» **TASK INSTRUCTIONS**
Some lines in the material below hold the word "coordinate". Copy all of them.

———

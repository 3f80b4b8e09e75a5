use strum::{Display, EnumCount, EnumIter, EnumString};

use crate::{geo::MapPoint, id::Id};

/// The eight canonical ABO/Rh blood group codes.
#[rustfmt::skip]
#[derive(Debug, Clone, Copy, PartialEq, Eq, Hash, Display, EnumIter, EnumCount, EnumString)]
pub enum BloodGroup {
    #[strum(serialize = "O-")]  ONegative,
    #[strum(serialize = "O+")]  OPositive,
    #[strum(serialize = "A-")]  ANegative,
    #[strum(serialize = "A+")]  APositive,
    #[strum(serialize = "B-")]  BNegative,
    #[strum(serialize = "B+")]  BPositive,
    #[strum(serialize = "AB-")] AbNegative,
    #[strum(serialize = "AB+")] AbPositive,
}

/// A donor's published posting.
///
/// `id` and `ip` are assigned by the backing service when the posting is
/// created and are never writable by clients.
#[derive(Debug, Clone, PartialEq, Eq)]
pub struct DonorPosting {
    pub id: Id,
    pub pos: MapPoint,
    pub first_name: String,
    pub last_name: String,
    pub email: String,
    pub contact_number: String,
    pub blood_group: BloodGroup,
    pub address: String,
    /// Last activity IP as reported by the service.
    pub ip: String,
}

/// A validated posting ready for creation, merged with the coordinate the
/// donor picked on the map.
#[derive(Debug, Clone, PartialEq, Eq)]
pub struct NewDonorPosting {
    pub pos: MapPoint,
    pub first_name: String,
    pub last_name: String,
    pub email: String,
    pub contact_number: String,
    pub blood_group: BloodGroup,
    pub address: String,
}

/// A validated edit of an existing posting.
///
/// Neither the id, the reported IP, nor the coordinate appear here: the
/// position of a posting is fixed at creation and the rest is owned by the
/// service.
#[derive(Debug, Clone, PartialEq, Eq)]
pub struct DonorPostingUpdate {
    pub first_name: String,
    pub last_name: String,
    pub email: String,
    pub contact_number: String,
    pub blood_group: BloodGroup,
    pub address: String,
}

/// Raw, unvalidated form input for a posting, as typed by the user.
#[derive(Debug, Clone, Default, PartialEq, Eq)]
pub struct PostingDraft {
    pub first_name: String,
    pub last_name: String,
    pub email: String,
    pub contact_number: String,
    pub blood_group: String,
    pub address: String,
}

#[cfg(test)]
mod tests {
    use super::*;
    use strum::IntoEnumIterator;

    #[test]
    fn blood_group_codes() {
        assert_eq!(8, BloodGroup::COUNT);
        assert_eq!("O-", BloodGroup::ONegative.to_string());
        assert_eq!("AB+", BloodGroup::AbPositive.to_string());
        for group in BloodGroup::iter() {
            assert_eq!(Ok(group), group.to_string().parse());
        }
    }

    #[test]
    fn unknown_blood_group_code() {
        assert!("X+".parse::<BloodGroup>().is_err());
        assert!("".parse::<BloodGroup>().is_err());
        assert!("o-".parse::<BloodGroup>().is_err());
    }
}
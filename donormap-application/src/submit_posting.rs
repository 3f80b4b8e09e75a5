use donormap_core::{gateways::donors::DonorGateway, workflow::PostingDraftWorkflow};
use donormap_entities::donor::{DonorPosting, PostingDraft};

use crate::Result;

/// Validates the draft, sends the creation request, and settles the
/// workflow with the outcome.
///
/// A rejected submission leaves the workflow failed with the service's
/// error text and the captured coordinate intact, so the user can correct
/// the fields and retry without another map click.
pub async fn submit_posting<G>(
    gateway: &G,
    workflow: &mut PostingDraftWorkflow,
    draft: &PostingDraft,
) -> Result<DonorPosting>
where
    G: DonorGateway,
{
    let posting = workflow.begin_submit(draft)?;
    match gateway.create(&posting).await {
        Ok(created) => {
            info!("Created posting {} at {}", created.id, created.pos);
            workflow.submit_succeeded(created.clone());
            Ok(created)
        }
        Err(err) => {
            warn!("Failed to create posting: {err}");
            workflow.submit_failed(err.to_string());
            Err(err.into())
        }
    }
}
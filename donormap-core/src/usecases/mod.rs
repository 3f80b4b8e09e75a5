mod prepare_update;
mod validate_posting;

pub use self::{prepare_update::*, validate_posting::*};
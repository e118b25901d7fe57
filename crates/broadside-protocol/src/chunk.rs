//! Splitting long payloads across several frames.
//!
//! A frame holds at most 255 payload bytes. Longer messages (a board
//! rendering is 373 bytes) go out as a series of frames whose payloads
//! start with `MORE\n`, except the last, which starts with `LAST\n`.
//! Messages that fit in one frame are sent without a marker.

use crate::MAX_PAYLOAD_LEN;

/// Prefix of every chunk but the last.
pub const MORE_MARKER: &[u8] = b"MORE\n";

/// Prefix of the final chunk.
pub const LAST_MARKER: &[u8] = b"LAST\n";

/// Body bytes per chunk once the marker is accounted for.
pub const CHUNK_BODY_LEN: usize = MAX_PAYLOAD_LEN - MORE_MARKER.len();

/// Splits `message` into frame-sized payloads.
pub fn chunk_payload(message: &[u8]) -> Vec<Vec<u8>> {
    if message.len() <= MAX_PAYLOAD_LEN {
        return vec![message.to_vec()];
    }

    let pieces: Vec<&[u8]> = message.chunks(CHUNK_BODY_LEN).collect();
    let last = pieces.len() - 1;
    pieces
        .into_iter()
        .enumerate()
        .map(|(i, body)| {
            let marker = if i == last { LAST_MARKER } else { MORE_MARKER };
            let mut payload = Vec::with_capacity(marker.len() + body.len());
            payload.extend_from_slice(marker);
            payload.extend_from_slice(body);
            payload
        })
        .collect()
}

/// Rebuilds messages on the receiving side.
#[derive(Debug, Default)]
pub struct ChunkAssembler {
    pending: Vec<u8>,
    in_progress: bool,
}

impl ChunkAssembler {
    pub fn new() -> Self {
        Self::default()
    }

    /// Feeds one payload. Returns the whole message once it is complete.
    ///
    /// Unmarked payloads are complete messages on their own and pass
    /// straight through.
    pub fn push(&mut self, payload: &[u8]) -> Option<Vec<u8>> {
        if let Some(body) = payload.strip_prefix(MORE_MARKER) {
            self.pending.extend_from_slice(body);
            self.in_progress = true;
            None
        } else if let Some(body) = payload.strip_prefix(LAST_MARKER) {
            self.pending.extend_from_slice(body);
            self.in_progress = false;
            Some(std::mem::take(&mut self.pending))
        } else {
            Some(payload.to_vec())
        }
    }

    /// `true` while a `MORE` sequence is open.
    pub fn is_pending(&self) -> bool {
        self.in_progress
    }

    /// Discards a half-received message.
    pub fn reset(&mut self) {
        self.pending.clear();
        self.in_progress = false;
    }
}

———

» **EXERCISE OUTPUT**
/// A validated posting ready for creation, merged with the coordinate the
/// Neither the id, the reported IP, nor the coordinate appear here: the
/// error text and the captured coordinate intact, so the user can correct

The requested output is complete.